__YOUR INSTRUCTIONS__: Within the material below, how many lines include "NewUser"? Answer with the count only.

<<<<

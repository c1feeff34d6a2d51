#![allow(dead_code)]

use std::sync::{Arc, Once};

use actix_http::Request;
use actix_web::body::MessageBody;
use actix_web::dev::{Service, ServiceResponse};
use actix_web::http::{header, StatusCode};
use actix_web::test;
use serde_json::Value;

use boardforge::auth::generate_token;
use boardforge::models::NewUser;
use boardforge::{InMemoryStore, Store};

pub const TEST_JWT_SECRET: &str = "integration-test-secret";
pub const TEST_PASSWORD: &str = "password123";

static JWT_INIT: Once = Once::new();

pub fn init_jwt_secret() {
    JWT_INIT.call_once(|| std::env::set_var("JWT_SECRET", TEST_JWT_SECRET));
}

/// Builds the application exactly as `main` does, on top of the given store.
#[macro_export]
macro_rules! test_app {
    ($store:expr) => {{
        let store: boardforge::SharedStore = $store;
        actix_web::test::init_service(
            actix_web::App::new()
                .app_data(actix_web::web::Data::from(store))
                .wrap(actix_web::middleware::NormalizePath::trim())
                .service(boardforge::routes::health::health)
                .service(
                    actix_web::web::scope("/api")
                        .wrap(boardforge::auth::AuthMiddleware)
                        .configure(boardforge::routes::config),
                ),
        )
        .await
    }};
}

pub struct TestUser {
    pub id: i32,
    pub token: String,
    pub email: String,
}

impl TestUser {
    pub fn bearer(&self) -> (header::HeaderName, String) {
        (header::AUTHORIZATION, format!("Bearer {}", self.token))
    }
}

pub fn new_store() -> Arc<InMemoryStore> {
    init_jwt_secret();
    Arc::new(InMemoryStore::new())
}

/// Inserts a user straight into the store and issues a token for them.
pub async fn seed_user(store: &InMemoryStore, first_name: &str) -> TestUser {
    init_jwt_secret();
    let email = format!("{}@example.com", first_name.to_lowercase());
    let user = store
        .insert_user(NewUser {
            email: email.clone(),
            first_name: first_name.to_string(),
            last_name: "Tester".to_string(),
            password_hash: bcrypt::hash(TEST_PASSWORD, 4).unwrap(),
        })
        .await
        .unwrap();
    TestUser {
        id: user.id,
        token: generate_token(user.id).unwrap(),
        email,
    }
}

/// Calls the service and returns status plus JSON body (`Null` when empty).
/// Errors raised by middleware are rendered the way the server would render them.
pub async fn send<S, B>(app: &S, req: Request) -> (StatusCode, Value)
where
    S: Service<Request, Response = ServiceResponse<B>, Error = actix_web::Error>,
    B: MessageBody,
{
    let (status, body) = match app.call(req).await {
        Ok(resp) => {
            let status = resp.status();
            (status, test::read_body(resp).await)
        }
        Err(err) => {
            let resp = err.error_response();
            let status = resp.status();
            let body = actix_web::body::to_bytes(resp.into_body())
                .await
                .unwrap_or_default();
            (status, body)
        }
    };
    let json = if body.is_empty() {
        Value::Null
    } else {
        serde_json::from_slice(&body).unwrap_or(Value::Null)
    };
    (status, json)
}

pub fn ids(value: &Value) -> Vec<i64> {
    value
        .as_array()
        .map(|items| items.iter().filter_map(|item| item["id"].as_i64()).collect())
        .unwrap_or_default()
}
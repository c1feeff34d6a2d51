//! Persistence interface for users, boards, tasks and comments.
//!
//! Multi-row mutations (`update_board`, `delete_board`, `delete_task`) are
//! all-or-nothing. Cascades are issued explicitly by the implementations in a
//! fixed order: comments, then tasks, then memberships, then the board.

pub mod memory;
pub mod postgres;

use std::collections::{BTreeSet, HashMap};
use std::sync::Arc;

use async_trait::async_trait;

use crate::error::AppResult;
use crate::models::{
    Board, BoardChanges, BoardId, Comment, CommentId, Credentials, NewBoard, NewComment, NewTask,
    NewUser, Task, TaskId, User, UserId,
};

pub use memory::InMemoryStore;
pub use postgres::PgStore;

/// Handle shared with every request handler.
pub type SharedStore = Arc<dyn Store>;

#[async_trait]
pub trait Store: Send + Sync {
    async fn insert_user(&self, user: NewUser) -> AppResult<User>;

    async fn find_user(&self, id: UserId) -> AppResult<Option<User>>;

    async fn find_user_by_email(&self, email: &str) -> AppResult<Option<User>>;

    async fn find_credentials(&self, email: &str) -> AppResult<Option<Credentials>>;

    /// Users whose id is in `ids`, ascending by id. Unknown ids are skipped.
    async fn users_by_ids(&self, ids: &BTreeSet<UserId>) -> AppResult<Vec<User>>;

    /// Boards where `user_id` is owner or member, ascending by id.
    async fn boards_for_user(&self, user_id: UserId) -> AppResult<Vec<Board>>;

    async fn find_board(&self, id: BoardId) -> AppResult<Option<Board>>;

    async fn insert_board(&self, board: NewBoard) -> AppResult<Board>;

    /// Applies title and member replacement in one transaction.
    ///
    /// A member replacement that drops a user still assignee or reviewer on one
    /// of the board's tasks fails with `ValidationError` and changes nothing.
    async fn update_board(&self, id: BoardId, changes: BoardChanges) -> AppResult<Board>;

    /// Deletes the board with its memberships, tasks and their comments.
    async fn delete_board(&self, id: BoardId) -> AppResult<()>;

    /// Tasks on a board, ascending by id.
    async fn tasks_for_board(&self, board_id: BoardId) -> AppResult<Vec<Task>>;

    async fn find_task(&self, id: TaskId) -> AppResult<Option<Task>>;

    /// Fails with `ValidationError` unless assignee and reviewer are members of
    /// the board at the time of the write.
    async fn insert_task(&self, task: NewTask) -> AppResult<Task>;

    /// Persists the mutable fields of `task`. Board, creator and timestamps are never rewritten.
    /// Assignee and reviewer are checked against the board's members as in `insert_task`.
    async fn save_task(&self, task: &Task) -> AppResult<Task>;

    /// Deletes the task and its comments.
    async fn delete_task(&self, id: TaskId) -> AppResult<()>;

    /// Tasks assigned to `user_id`, descending by id.
    async fn tasks_assigned_to(&self, user_id: UserId) -> AppResult<Vec<Task>>;

    /// Tasks reviewed by `user_id`, descending by id.
    async fn tasks_reviewed_by(&self, user_id: UserId) -> AppResult<Vec<Task>>;

    /// Live comment count per task. Tasks without comments map to 0.
    async fn comment_counts(&self, task_ids: &[TaskId]) -> AppResult<HashMap<TaskId, i64>>;

    /// Comments on a task, oldest first (ties broken by id).
    async fn comments_for_task(&self, task_id: TaskId) -> AppResult<Vec<Comment>>;

    async fn find_comment(&self, id: CommentId) -> AppResult<Option<Comment>>;

    async fn insert_comment(&self, comment: NewComment) -> AppResult<Comment>;

    async fn delete_comment(&self, id: CommentId) -> AppResult<()>;
}
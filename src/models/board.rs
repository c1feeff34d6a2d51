use std::collections::BTreeSet;

use chrono::NaiveDate;
use serde::{Deserialize, Serialize};
use validator::Validate;

use super::task::{TaskPriority, TaskStatus, TaskView};
use super::user::UserSummary;
use super::{BoardId, Task, UserId};

/// A shared workspace. The owner is fixed at creation and is always part of `members`.
#[derive(Debug, Clone, PartialEq, Eq, Serialize, Deserialize)]
pub struct Board {
    pub id: BoardId,
    pub title: String,
    pub owner_id: UserId,
    pub members: BTreeSet<UserId>,
    pub created_at: NaiveDate,
}

impl Board {
    pub fn is_owner(&self, user_id: UserId) -> bool {
        self.owner_id == user_id
    }

    pub fn is_member(&self, user_id: UserId) -> bool {
        self.members.contains(&user_id)
    }

    /// Owner or member.
    pub fn has_access(&self, user_id: UserId) -> bool {
        self.is_owner(user_id) || self.is_member(user_id)
    }
}

/// A board ready to be inserted. `members` already contains the owner.
#[derive(Debug, Clone)]
pub struct NewBoard {
    pub title: String,
    pub owner_id: UserId,
    pub members: BTreeSet<UserId>,
}

/// Replacement values for an existing board; `None` leaves the column as is.
#[derive(Debug, Clone, Default)]
pub struct BoardChanges {
    pub title: Option<String>,
    pub members: Option<BTreeSet<UserId>>,
}

/// Payload for creating a board.
#[derive(Debug, Serialize, Deserialize, Validate)]
pub struct BoardInput {
    /// Must be between 1 and 255 characters.
    #[validate(length(min = 1, max = 255))]
    pub title: String,
    /// Ids of the initial members. The creator is added automatically.
    #[serde(default)]
    pub members: Vec<UserId>,
}

/// Payload for updating a board. Omitted fields are left untouched.
#[derive(Debug, Default, Serialize, Deserialize, Validate)]
pub struct BoardUpdateInput {
    #[validate(length(min = 1, max = 255))]
    pub title: Option<String>,
    /// The complete new member list. The owner is re-added if missing.
    pub members: Option<Vec<UserId>>,
}

/// Board row used by the list and create responses.
#[derive(Debug, Clone, PartialEq, Eq, Serialize, Deserialize)]
pub struct BoardSummary {
    pub id: BoardId,
    pub title: String,
    pub member_count: usize,
    pub ticket_count: usize,
    pub tasks_to_do_count: usize,
    pub tasks_high_prio_count: usize,
    pub owner_id: UserId,
}

impl BoardSummary {
    pub fn new(board: &Board, tasks: &[Task]) -> Self {
        Self {
            id: board.id,
            title: board.title.clone(),
            member_count: board.members.len(),
            ticket_count: tasks.len(),
            tasks_to_do_count: tasks
                .iter()
                .filter(|task| task.status == TaskStatus::ToDo)
                .count(),
            tasks_high_prio_count: tasks
                .iter()
                .filter(|task| task.priority == TaskPriority::High)
                .count(),
            owner_id: board.owner_id,
        }
    }
}

/// Full board with member details and every task on it.
#[derive(Debug, Clone, Serialize, Deserialize)]
pub struct BoardDetail {
    pub id: BoardId,
    pub title: String,
    pub owner_id: UserId,
    pub members: Vec<UserSummary>,
    pub tasks: Vec<TaskView>,
}

/// Response to a board update.
#[derive(Debug, Clone, Serialize, Deserialize)]
pub struct BoardUpdateView {
    pub id: BoardId,
    pub title: String,
    pub owner_data: Option<UserSummary>,
    pub members_data: Vec<UserSummary>,
}
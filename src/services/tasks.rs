use validator::Validate;

use super::{load_board, load_task, task_view, task_views};
use crate::error::{AppError, AppResult};
use crate::membership::check_task_links;
use crate::models::{
    NewTask, TaskId, TaskInput, TaskPatchView, TaskUpdateInput, TaskView, UserId,
};
use crate::policy::{authorize_task, can_create_task, ensure, TaskAction};
use crate::store::Store;

/// Tasks are only reachable through a board or the per-user views.
pub fn list_all_tasks() -> AppResult<Vec<TaskView>> {
    Err(AppError::MethodNotAllowed(
        "Listing all Tasks is not allowed".into(),
    ))
}

pub async fn create_task(store: &dyn Store, actor: UserId, input: TaskInput) -> AppResult<TaskView> {
    let board_id = input
        .board
        .ok_or_else(|| AppError::ValidationError("board is required".into()))?;

    let board = load_board(store, board_id).await?;
    ensure(
        can_create_task(actor, &board),
        format!("You are not a member of board {}", board_id),
    )?;
    input.validate()?;
    check_task_links(&board, input.assignee_id, input.reviewer_id)?;

    let task = store
        .insert_task(NewTask {
            board_id,
            title: input.title,
            description: input.description,
            status: input.status,
            priority: input.priority,
            assignee_id: input.assignee_id,
            reviewer_id: input.reviewer_id,
            due_date: input.due_date,
            created_by: actor,
        })
        .await?;
    log::info!("user {} created task {} on board {}", actor, task.id, board_id);
    task_view(store, task).await
}

pub async fn get_task(store: &dyn Store, actor: UserId, id: TaskId) -> AppResult<TaskView> {
    let task = load_task(store, id).await?;
    let board = load_board(store, task.board_id).await?;
    ensure(
        authorize_task(actor, TaskAction::Read, &task, &board),
        format!("You are not a member of board {}", board.id),
    )?;
    task_view(store, task).await
}

/// Partial update. The board of a task can never change, so any `board`
/// key in the payload is rejected, even one naming the current board.
pub async fn update_task(
    store: &dyn Store,
    actor: UserId,
    id: TaskId,
    input: TaskUpdateInput,
) -> AppResult<TaskPatchView> {
    let mut task = load_task(store, id).await?;
    let board = load_board(store, task.board_id).await?;
    ensure(
        authorize_task(actor, TaskAction::Write, &task, &board),
        format!("You are not a member of board {}", board.id),
    )?;

    if input.board.is_some() {
        return Err(AppError::ValidationError(
            "Changing the board of a task is not allowed".into(),
        ));
    }
    input.validate()?;

    input.apply_to(&mut task);
    check_task_links(&board, task.assignee_id, task.reviewer_id)?;

    let saved = store.save_task(&task).await?;
    log::debug!("user {} updated task {}", actor, id);
    Ok(task_view(store, saved).await?.into())
}

/// Allowed for the board owner and for the task's creator.
pub async fn delete_task(store: &dyn Store, actor: UserId, id: TaskId) -> AppResult<()> {
    let task = load_task(store, id).await?;
    let board = load_board(store, task.board_id).await?;
    ensure(
        authorize_task(actor, TaskAction::Delete, &task, &board),
        "Only the board owner or the task creator can delete this task",
    )?;
    store.delete_task(id).await?;
    log::info!("user {} deleted task {}", actor, id);
    Ok(())
}

pub async fn assigned_to_me(store: &dyn Store, actor: UserId) -> AppResult<Vec<TaskView>> {
    let tasks = store.tasks_assigned_to(actor).await?;
    task_views(store, tasks).await
}

pub async fn reviewing(store: &dyn Store, actor: UserId) -> AppResult<Vec<TaskView>> {
    let tasks = store.tasks_reviewed_by(actor).await?;
    task_views(store, tasks).await
}
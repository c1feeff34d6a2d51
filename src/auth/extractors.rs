use actix_web::dev::Payload;
use actix_web::{Error as ActixError, FromRequest, HttpMessage, HttpRequest};
use std::future::{ready, Ready};

use crate::error::AppError;
use crate::models::UserId;

/// The acting user, as resolved by `AuthMiddleware`.
///
/// Only usable on routes wrapped by the middleware. If no id is present in the
/// request extensions the extractor fails with `AppError::Unauthorized`.
#[derive(Debug, Clone, Copy)]
pub struct AuthenticatedUserId(pub UserId);

impl FromRequest for AuthenticatedUserId {
    type Error = ActixError;
    type Future = Ready<Result<Self, Self::Error>>;

    fn from_request(req: &HttpRequest, _payload: &mut Payload) -> Self::Future {
        match req.extensions().get::<UserId>().copied() {
            Some(user_id) => ready(Ok(AuthenticatedUserId(user_id))),
            None => {
                let err = AppError::Unauthorized(
                    "User ID not found in request. Ensure AuthMiddleware is active.".to_string(),
                );
                ready(Err(err.into()))
            }
        }
    }
}

#[cfg(test)]
mod tests {
    use super::*;
    use actix_web::dev::Payload;
    use actix_web::http::StatusCode;
    use actix_web::test;

    #[actix_rt::test]
    async fn test_authenticated_user_id_extractor_success() {
        let req = test::TestRequest::default().to_http_request();
        req.extensions_mut().insert(123 as UserId);

        let mut payload = Payload::None;
        let extracted_id = AuthenticatedUserId::from_request(&req, &mut payload).await;
        assert_eq!(extracted_id.unwrap().0, 123);
    }

    #[actix_rt::test]
    async fn test_authenticated_user_id_extractor_failure() {
        let req = test::TestRequest::default().to_http_request();

        let mut payload = Payload::None;
        let extracted_id_result = AuthenticatedUserId::from_request(&req, &mut payload).await;

        let err = extracted_id_result.unwrap_err();
        let response = err.error_response();
        assert_eq!(response.status(), StatusCode::UNAUTHORIZED);
    }
}
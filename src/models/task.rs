use chrono::{DateTime, NaiveDate, Utc};
use serde::{Deserialize, Serialize};
use sqlx::FromRow;
use validator::Validate;

use super::user::UserSummary;
use super::{deserialize_present, BoardId, TaskId, UserId};

/// Represents the priority of a task.
/// Corresponds to the `task_priority` SQL enum.
#[derive(Debug, Serialize, Deserialize, Clone, Copy, Default, PartialEq, Eq, sqlx::Type)]
#[sqlx(type_name = "task_priority", rename_all = "lowercase")]
#[serde(rename_all = "lowercase")]
pub enum TaskPriority {
    Low,
    #[default]
    Medium,
    High,
}

/// Represents the status of a task.
/// Corresponds to the `task_status` SQL enum. Any status may follow any other.
#[derive(Debug, Serialize, Deserialize, Clone, Copy, Default, PartialEq, Eq, sqlx::Type)]
#[sqlx(type_name = "task_status", rename_all = "kebab-case")]
#[serde(rename_all = "kebab-case")]
pub enum TaskStatus {
    /// Serialized as `to-do`.
    #[default]
    ToDo,
    /// Serialized as `in-progress`.
    InProgress,
    Review,
    Done,
}

/// Represents a task entity as stored in the database.
#[derive(Debug, Clone, PartialEq, Eq, Serialize, Deserialize, FromRow)]
pub struct Task {
    pub id: TaskId,
    /// Fixed at creation.
    pub board_id: BoardId,
    pub title: String,
    pub description: String,
    pub status: TaskStatus,
    pub priority: TaskPriority,
    /// Must be a member of the board whenever set.
    pub assignee_id: Option<UserId>,
    /// Must be a member of the board whenever set.
    pub reviewer_id: Option<UserId>,
    pub due_date: Option<NaiveDate>,
    pub created_at: DateTime<Utc>,
    /// The creating actor. Never writable by callers.
    pub created_by: UserId,
}

impl Task {
    /// Whether `user_id` is referenced as assignee or reviewer.
    pub fn links(&self, user_id: UserId) -> bool {
        self.assignee_id == Some(user_id) || self.reviewer_id == Some(user_id)
    }
}

/// A task ready to be inserted.
#[derive(Debug, Clone)]
pub struct NewTask {
    pub board_id: BoardId,
    pub title: String,
    pub description: String,
    pub status: TaskStatus,
    pub priority: TaskPriority,
    pub assignee_id: Option<UserId>,
    pub reviewer_id: Option<UserId>,
    pub due_date: Option<NaiveDate>,
    pub created_by: UserId,
}

/// Payload for creating a task. `board` is required here and nowhere else.
#[derive(Debug, Serialize, Deserialize, Validate)]
pub struct TaskInput {
    pub board: Option<BoardId>,
    /// Must be between 1 and 255 characters.
    #[validate(length(min = 1, max = 255))]
    pub title: String,
    #[serde(default)]
    pub description: String,
    #[serde(default)]
    pub status: TaskStatus,
    #[serde(default)]
    pub priority: TaskPriority,
    pub assignee_id: Option<UserId>,
    pub reviewer_id: Option<UserId>,
    pub due_date: Option<NaiveDate>,
}

/// Partial update of a task.
///
/// The outer `Option` records whether a field was sent at all; for the
/// nullable fields the inner `Option` distinguishes `null` (clear) from a value.
/// `board` is captured only so that its presence can be rejected.
#[derive(Debug, Default, Serialize, Deserialize, Validate)]
pub struct TaskUpdateInput {
    #[serde(default, deserialize_with = "deserialize_present", skip_serializing_if = "Option::is_none")]
    pub board: Option<serde_json::Value>,
    #[validate(length(min = 1, max = 255))]
    pub title: Option<String>,
    pub description: Option<String>,
    pub status: Option<TaskStatus>,
    pub priority: Option<TaskPriority>,
    #[serde(default, deserialize_with = "deserialize_present")]
    pub assignee_id: Option<Option<UserId>>,
    #[serde(default, deserialize_with = "deserialize_present")]
    pub reviewer_id: Option<Option<UserId>>,
    #[serde(default, deserialize_with = "deserialize_present")]
    pub due_date: Option<Option<NaiveDate>>,
}

impl TaskUpdateInput {
    /// Writes every supplied field onto `task`. Identity fields are never touched.
    pub fn apply_to(self, task: &mut Task) {
        if let Some(title) = self.title {
            task.title = title;
        }
        if let Some(description) = self.description {
            task.description = description;
        }
        if let Some(status) = self.status {
            task.status = status;
        }
        if let Some(priority) = self.priority {
            task.priority = priority;
        }
        if let Some(assignee_id) = self.assignee_id {
            task.assignee_id = assignee_id;
        }
        if let Some(reviewer_id) = self.reviewer_id {
            task.reviewer_id = reviewer_id;
        }
        if let Some(due_date) = self.due_date {
            task.due_date = due_date;
        }
    }
}

/// Full task representation used by detail, list and create responses.
#[derive(Debug, Clone, PartialEq, Eq, Serialize, Deserialize)]
pub struct TaskView {
    pub id: TaskId,
    pub board: BoardId,
    pub title: String,
    pub description: String,
    pub status: TaskStatus,
    pub priority: TaskPriority,
    pub assignee: Option<UserSummary>,
    pub reviewer: Option<UserSummary>,
    pub due_date: Option<NaiveDate>,
    pub comments_count: i64,
}

/// Task representation returned from a partial update: no board, no comment count.
#[derive(Debug, Clone, PartialEq, Eq, Serialize, Deserialize)]
pub struct TaskPatchView {
    pub id: TaskId,
    pub title: String,
    pub description: String,
    pub status: TaskStatus,
    pub priority: TaskPriority,
    pub assignee: Option<UserSummary>,
    pub reviewer: Option<UserSummary>,
    pub due_date: Option<NaiveDate>,
}

impl From<TaskView> for TaskPatchView {
    fn from(view: TaskView) -> Self {
        Self {
            id: view.id,
            title: view.title,
            description: view.description,
            status: view.status,
            priority: view.priority,
            assignee: view.assignee,
            reviewer: view.reviewer,
            due_date: view.due_date,
        }
    }
}
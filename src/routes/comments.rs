use crate::{
    auth::AuthenticatedUserId,
    error::AppError,
    models::{CommentId, CommentInput, TaskId},
    services::comments,
    store::Store,
};
use actix_web::{delete, get, post, web, HttpResponse, Responder};

/// Lists the comments of a task, oldest first.
///
/// ## Responses:
/// - `200 OK`: JSON array of comments.
/// - `403 Forbidden`: The user is neither owner nor member of the task's board.
/// - `404 Not Found`: No task with this id.
#[get("/{task_id}/comments")]
pub async fn list_comments(
    store: web::Data<dyn Store>,
    actor: AuthenticatedUserId,
    task_id: web::Path<TaskId>,
) -> Result<impl Responder, AppError> {
    let comments = comments::list_comments(&**store, actor.0, task_id.into_inner()).await?;
    Ok(HttpResponse::Ok().json(comments))
}

/// Adds a comment authored by the authenticated user.
///
/// ## Responses:
/// - `201 Created`: The new comment.
/// - `403 Forbidden`: The user is neither owner nor member of the task's board.
/// - `404 Not Found`: No task with this id.
/// - `422 Unprocessable Entity`: Empty content.
#[post("/{task_id}/comments")]
pub async fn create_comment(
    store: web::Data<dyn Store>,
    actor: AuthenticatedUserId,
    task_id: web::Path<TaskId>,
    comment_data: web::Json<CommentInput>,
) -> Result<impl Responder, AppError> {
    let comment = comments::create_comment(
        &**store,
        actor.0,
        task_id.into_inner(),
        comment_data.into_inner(),
    )
    .await?;
    Ok(HttpResponse::Created().json(comment))
}

/// Deletes a comment. Only its author may do so.
///
/// ## Responses:
/// - `204 No Content`: On successful deletion.
/// - `403 Forbidden`: The user did not write the comment.
/// - `404 Not Found`: No such task, or the comment does not belong to it.
#[delete("/{task_id}/comments/{comment_id}")]
pub async fn delete_comment(
    store: web::Data<dyn Store>,
    actor: AuthenticatedUserId,
    path: web::Path<(TaskId, CommentId)>,
) -> Result<impl Responder, AppError> {
    let (task_id, comment_id) = path.into_inner();
    comments::delete_comment(&**store, actor.0, task_id, comment_id).await?;
    Ok(HttpResponse::NoContent().finish())
}
use actix_web::{
    dev::{forward_ready, Service, ServiceRequest, ServiceResponse, Transform},
    Error, HttpMessage,
};
use futures::future::{ready, LocalBoxFuture, Ready};

use crate::auth::token::verify_token;
use crate::error::AppError;

/// Paths reachable without a bearer token.
const PUBLIC_PATHS: [&str; 3] = ["/health", "/api/login", "/api/registration"];

fn is_public(path: &str) -> bool {
    let path = path.trim_end_matches('/');
    PUBLIC_PATHS.contains(&path)
}

/// Resolves the bearer token to the acting user's id and stores it in the
/// request extensions. Requests without a valid token stop here with 401,
/// before any handler, lookup or permission check runs.
pub struct AuthMiddleware;

impl<S, B> Transform<S, ServiceRequest> for AuthMiddleware
where
    S: Service<ServiceRequest, Response = ServiceResponse<B>, Error = Error>,
    S::Future: 'static,
    B: 'static,
{
    type Response = ServiceResponse<B>;
    type Error = Error;
    type Transform = AuthMiddlewareService<S>;
    type InitError = ();
    type Future = Ready<Result<Self::Transform, Self::InitError>>;

    fn new_transform(&self, service: S) -> Self::Future {
        ready(Ok(AuthMiddlewareService { service }))
    }
}

pub struct AuthMiddlewareService<S> {
    service: S,
}

impl<S, B> Service<ServiceRequest> for AuthMiddlewareService<S>
where
    S: Service<ServiceRequest, Response = ServiceResponse<B>, Error = Error>,
    S::Future: 'static,
    B: 'static,
{
    type Response = ServiceResponse<B>;
    type Error = Error;
    type Future = LocalBoxFuture<'static, Result<Self::Response, Self::Error>>;

    forward_ready!(service);

    fn call(&self, req: ServiceRequest) -> Self::Future {
        if is_public(req.path()) {
            return Box::pin(self.service.call(req));
        }

        let auth_header = req
            .headers()
            .get("Authorization")
            .and_then(|value| value.to_str().ok())
            .and_then(|value| value.strip_prefix("Bearer "));

        match auth_header.map(verify_token) {
            Some(Ok(claims)) => {
                req.extensions_mut().insert(claims.sub);
                Box::pin(self.service.call(req))
            }
            Some(Err(app_err)) => {
                log::debug!("rejected token for {}: {}", req.path(), app_err);
                Box::pin(async move { Err(app_err.into()) })
            }
            None => {
                let app_err = AppError::Unauthorized("Missing token".into());
                Box::pin(async move { Err(app_err.into()) })
            }
        }
    }
}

>>>>

__EXPECTED ANSWER__: 4